WHAT THIS TASK INVOLVES -> Give back the full data character for character.

WORKING DATA ->
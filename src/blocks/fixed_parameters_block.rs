//! Fixed Parameters Block (FxdParams) - acquisition settings of the trace.
//!
//! Besides scalar settings, the block carries one entry per pulse width used
//! in the acquisition. On the wire these are three consecutive arrays (all
//! pulse widths, then all data spacings, then all point counts), each sized by
//! `total_n_pulse_widths_used`.

use crate::{
    Result,
    blocks::common::{
        BlockBuilder, BlockParse, BlockWrite, ByteCursor, checked_count, validate_count,
    },
};
use alloc::string::String;
use alloc::vec::Vec;

#[derive(Debug, Clone, PartialEq, Eq)]
#[cfg_attr(feature = "serde", derive(serde::Serialize, serde::Deserialize))]
pub struct FixedParametersBlock {
    /// Acquisition time as seconds since the Unix epoch.
    pub date_time_stamp: u32,
    /// Two-letter distance unit, e.g. `"mt"` or `"km"`.
    pub units_of_distance: String,
    /// Actual wavelength in 0.1 nm.
    pub actual_wavelength: i16,
    pub acquisition_offset: i32,
    pub acquisition_offset_distance: i32,
    pub total_n_pulse_widths_used: i16,
    /// Pulse widths in ns.
    pub pulse_widths_used: Vec<i16>,
    /// Time taken to acquire 10,000 data points, in 100 ps units.
    pub data_spacing: Vec<i32>,
    pub n_data_points_for_pulse_widths_used: Vec<i32>,
    /// Group index multiplied by 100,000 (e.g. 146800 for 1.468).
    pub group_index: i32,
    pub backscatter_coefficient: i16,
    pub number_of_averages: i32,
    pub averaging_time: u16,
    pub acquisition_range: i32,
    pub acquisition_range_distance: i32,
    /// Time from the OTDR's internal reference to its front panel, in 100 ps units.
    pub front_panel_offset: i32,
    pub noise_floor_level: u16,
    pub noise_floor_scale_factor: i16,
    pub power_offset_first_point: u16,
    pub loss_threshold: u16,
    pub reflectance_threshold: u16,
    pub end_of_fibre_threshold: u16,
    pub trace_type: String,
    pub window_coordinate_1: i32,
    pub window_coordinate_2: i32,
    pub window_coordinate_3: i32,
    pub window_coordinate_4: i32,
}

impl BlockParse for FixedParametersBlock {
    const ID: &'static str = "FxdParams";

    fn parse_body(cursor: &mut ByteCursor<'_>) -> Result<Self> {
        let date_time_stamp = cursor.read_u32()?;
        let units_of_distance = cursor.read_fixed_str(2)?;
        let actual_wavelength = cursor.read_i16()?;
        let acquisition_offset = cursor.read_i32()?;
        let acquisition_offset_distance = cursor.read_i32()?;
        let total_n_pulse_widths_used = cursor.read_i16()?;
        let n = checked_count(
            i64::from(total_n_pulse_widths_used),
            "total_n_pulse_widths_used",
        )?;

        let mut pulse_widths_used = Vec::with_capacity(cursor.capacity_for(n, 2));
        for _ in 0..n {
            pulse_widths_used.push(cursor.read_i16()?);
        }
        let mut data_spacing = Vec::with_capacity(cursor.capacity_for(n, 4));
        for _ in 0..n {
            data_spacing.push(cursor.read_i32()?);
        }
        let mut n_data_points_for_pulse_widths_used = Vec::with_capacity(cursor.capacity_for(n, 4));
        for _ in 0..n {
            n_data_points_for_pulse_widths_used.push(cursor.read_i32()?);
        }

        Ok(Self {
            date_time_stamp,
            units_of_distance,
            actual_wavelength,
            acquisition_offset,
            acquisition_offset_distance,
            total_n_pulse_widths_used,
            pulse_widths_used,
            data_spacing,
            n_data_points_for_pulse_widths_used,
            group_index: cursor.read_i32()?,
            backscatter_coefficient: cursor.read_i16()?,
            number_of_averages: cursor.read_i32()?,
            averaging_time: cursor.read_u16()?,
            acquisition_range: cursor.read_i32()?,
            acquisition_range_distance: cursor.read_i32()?,
            front_panel_offset: cursor.read_i32()?,
            noise_floor_level: cursor.read_u16()?,
            noise_floor_scale_factor: cursor.read_i16()?,
            power_offset_first_point: cursor.read_u16()?,
            loss_threshold: cursor.read_u16()?,
            reflectance_threshold: cursor.read_u16()?,
            end_of_fibre_threshold: cursor.read_u16()?,
            trace_type: cursor.read_fixed_str(2)?,
            window_coordinate_1: cursor.read_i32()?,
            window_coordinate_2: cursor.read_i32()?,
            window_coordinate_3: cursor.read_i32()?,
            window_coordinate_4: cursor.read_i32()?,
        })
    }
}

impl BlockWrite for FixedParametersBlock {
    const ID: &'static str = "FxdParams";

    fn write_body(&self, builder: &mut BlockBuilder) -> Result<()> {
        let declared = i64::from(self.total_n_pulse_widths_used);
        validate_count(declared, self.pulse_widths_used.len(), "total_n_pulse_widths_used")?;
        validate_count(declared, self.data_spacing.len(), "total_n_pulse_widths_used")?;
        validate_count(
            declared,
            self.n_data_points_for_pulse_widths_used.len(),
            "total_n_pulse_widths_used",
        )?;

        builder.write_u32(self.date_time_stamp);
        builder.write_fixed_str("units_of_distance", &self.units_of_distance, 2)?;
        builder.write_i16(self.actual_wavelength);
        builder.write_i32(self.acquisition_offset);
        builder.write_i32(self.acquisition_offset_distance);
        builder.write_i16(self.total_n_pulse_widths_used);
        for &width in &self.pulse_widths_used {
            builder.write_i16(width);
        }
        for &spacing in &self.data_spacing {
            builder.write_i32(spacing);
        }
        for &points in &self.n_data_points_for_pulse_widths_used {
            builder.write_i32(points);
        }
        builder.write_i32(self.group_index);
        builder.write_i16(self.backscatter_coefficient);
        builder.write_i32(self.number_of_averages);
        builder.write_u16(self.averaging_time);
        builder.write_i32(self.acquisition_range);
        builder.write_i32(self.acquisition_range_distance);
        builder.write_i32(self.front_panel_offset);
        builder.write_u16(self.noise_floor_level);
        builder.write_i16(self.noise_floor_scale_factor);
        builder.write_u16(self.power_offset_first_point);
        builder.write_u16(self.loss_threshold);
        builder.write_u16(self.reflectance_threshold);
        builder.write_u16(self.end_of_fibre_threshold);
        builder.write_fixed_str("trace_type", &self.trace_type, 2)?;
        builder.write_i32(self.window_coordinate_1);
        builder.write_i32(self.window_coordinate_2);
        builder.write_i32(self.window_coordinate_3);
        builder.write_i32(self.window_coordinate_4);
        Ok(())
    }
}

impl FixedParametersBlock {
    /// Refractive index of the fiber as configured on the instrument.
    pub fn refractive_index(&self) -> f64 {
        f64::from(self.group_index) / 100_000.0
    }
}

TASK ANSWER ->
filename src/blocks/fixed_parameters_block.rs
//! Fixed Parameters Block (FxdParams) - acquisition settings of the trace.
//!
//! Besides scalar settings, the block carries one entry per pulse width used
//! in the acquisition. On the wire these are three consecutive arrays (all
//! pulse widths, then all data spacings, then all point counts), each sized by
//! `total_n_pulse_widths_used`.

use crate::{
    Result,
    blocks::common::{
        BlockBuilder, BlockParse, BlockWrite, ByteCursor, checked_count, validate_count,
    },
};
use alloc::string::String;
use alloc::vec::Vec;

#[derive(Debug, Clone, PartialEq, Eq)]
#[cfg_attr(feature = "serde", derive(serde::Serialize, serde::Deserialize))]
pub struct FixedParametersBlock {
    /// Acquisition time as seconds since the Unix epoch.
    pub date_time_stamp: u32,
    /// Two-letter distance unit, e.g. `"mt"` or `"km"`.
    pub units_of_distance: String,
    /// Actual wavelength in 0.1 nm.
    pub actual_wavelength: i16,
    pub acquisition_offset: i32,
    pub acquisition_offset_distance: i32,
    pub total_n_pulse_widths_used: i16,
    /// Pulse widths in ns.
    pub pulse_widths_used: Vec<i16>,
    /// Time taken to acquire 10,000 data points, in 100 ps units.
    pub data_spacing: Vec<i32>,
    pub n_data_points_for_pulse_widths_used: Vec<i32>,
    /// Group index multiplied by 100,000 (e.g. 146800 for 1.468).
    pub group_index: i32,
    pub backscatter_coefficient: i16,
    pub number_of_averages: i32,
    pub averaging_time: u16,
    pub acquisition_range: i32,
    pub acquisition_range_distance: i32,
    /// Time from the OTDR's internal reference to its front panel, in 100 ps units.
    pub front_panel_offset: i32,
    pub noise_floor_level: u16,
    pub noise_floor_scale_factor: i16,
    pub power_offset_first_point: u16,
    pub loss_threshold: u16,
    pub reflectance_threshold: u16,
    pub end_of_fibre_threshold: u16,
    pub trace_type: String,
    pub window_coordinate_1: i32,
    pub window_coordinate_2: i32,
    pub window_coordinate_3: i32,
    pub window_coordinate_4: i32,
}

impl BlockParse for FixedParametersBlock {
    const ID: &'static str = "FxdParams";

    fn parse_body(cursor: &mut ByteCursor<'_>) -> Result<Self> {
        let date_time_stamp = cursor.read_u32()?;
        let units_of_distance = cursor.read_fixed_str(2)?;
        let actual_wavelength = cursor.read_i16()?;
        let acquisition_offset = cursor.read_i32()?;
        let acquisition_offset_distance = cursor.read_i32()?;
        let total_n_pulse_widths_used = cursor.read_i16()?;
        let n = checked_count(
            i64::from(total_n_pulse_widths_used),
            "total_n_pulse_widths_used",
        )?;

        let mut pulse_widths_used = Vec::with_capacity(cursor.capacity_for(n, 2));
        for _ in 0..n {
            pulse_widths_used.push(cursor.read_i16()?);
        }
        let mut data_spacing = Vec::with_capacity(cursor.capacity_for(n, 4));
        for _ in 0..n {
            data_spacing.push(cursor.read_i32()?);
        }
        let mut n_data_points_for_pulse_widths_used = Vec::with_capacity(cursor.capacity_for(n, 4));
        for _ in 0..n {
            n_data_points_for_pulse_widths_used.push(cursor.read_i32()?);
        }

        Ok(Self {
            date_time_stamp,
            units_of_distance,
            actual_wavelength,
            acquisition_offset,
            acquisition_offset_distance,
            total_n_pulse_widths_used,
            pulse_widths_used,
            data_spacing,
            n_data_points_for_pulse_widths_used,
            group_index: cursor.read_i32()?,
            backscatter_coefficient: cursor.read_i16()?,
            number_of_averages: cursor.read_i32()?,
            averaging_time: cursor.read_u16()?,
            acquisition_range: cursor.read_i32()?,
            acquisition_range_distance: cursor.read_i32()?,
            front_panel_offset: cursor.read_i32()?,
            noise_floor_level: cursor.read_u16()?,
            noise_floor_scale_factor: cursor.read_i16()?,
            power_offset_first_point: cursor.read_u16()?,
            loss_threshold: cursor.read_u16()?,
            reflectance_threshold: cursor.read_u16()?,
            end_of_fibre_threshold: cursor.read_u16()?,
            trace_type: cursor.read_fixed_str(2)?,
            window_coordinate_1: cursor.read_i32()?,
            window_coordinate_2: cursor.read_i32()?,
            window_coordinate_3: cursor.read_i32()?,
            window_coordinate_4: cursor.read_i32()?,
        })
    }
}

impl BlockWrite for FixedParametersBlock {
    const ID: &'static str = "FxdParams";

    fn write_body(&self, builder: &mut BlockBuilder) -> Result<()> {
        let declared = i64::from(self.total_n_pulse_widths_used);
        validate_count(declared, self.pulse_widths_used.len(), "total_n_pulse_widths_used")?;
        validate_count(declared, self.data_spacing.len(), "total_n_pulse_widths_used")?;
        validate_count(
            declared,
            self.n_data_points_for_pulse_widths_used.len(),
            "total_n_pulse_widths_used",
        )?;

        builder.write_u32(self.date_time_stamp);
        builder.write_fixed_str("units_of_distance", &self.units_of_distance, 2)?;
        builder.write_i16(self.actual_wavelength);
        builder.write_i32(self.acquisition_offset);
        builder.write_i32(self.acquisition_offset_distance);
        builder.write_i16(self.total_n_pulse_widths_used);
        for &width in &self.pulse_widths_used {
            builder.write_i16(width);
        }
        for &spacing in &self.data_spacing {
            builder.write_i32(spacing);
        }
        for &points in &self.n_data_points_for_pulse_widths_used {
            builder.write_i32(points);
        }
        builder.write_i32(self.group_index);
        builder.write_i16(self.backscatter_coefficient);
        builder.write_i32(self.number_of_averages);
        builder.write_u16(self.averaging_time);
        builder.write_i32(self.acquisition_range);
        builder.write_i32(self.acquisition_range_distance);
        builder.write_i32(self.front_panel_offset);
        builder.write_u16(self.noise_floor_level);
        builder.write_i16(self.noise_floor_scale_factor);
        builder.write_u16(self.power_offset_first_point);
        builder.write_u16(self.loss_threshold);
        builder.write_u16(self.reflectance_threshold);
        builder.write_u16(self.end_of_fibre_threshold);
        builder.write_fixed_str("trace_type", &self.trace_type, 2)?;
        builder.write_i32(self.window_coordinate_1);
        builder.write_i32(self.window_coordinate_2);
        builder.write_i32(self.window_coordinate_3);
        builder.write_i32(self.window_coordinate_4);
        Ok(())
    }
}

impl FixedParametersBlock {
    /// Refractive index of the fiber as configured on the instrument.
    pub fn refractive_index(&self) -> f64 {
        f64::from(self.group_index) / 100_000.0
    }
}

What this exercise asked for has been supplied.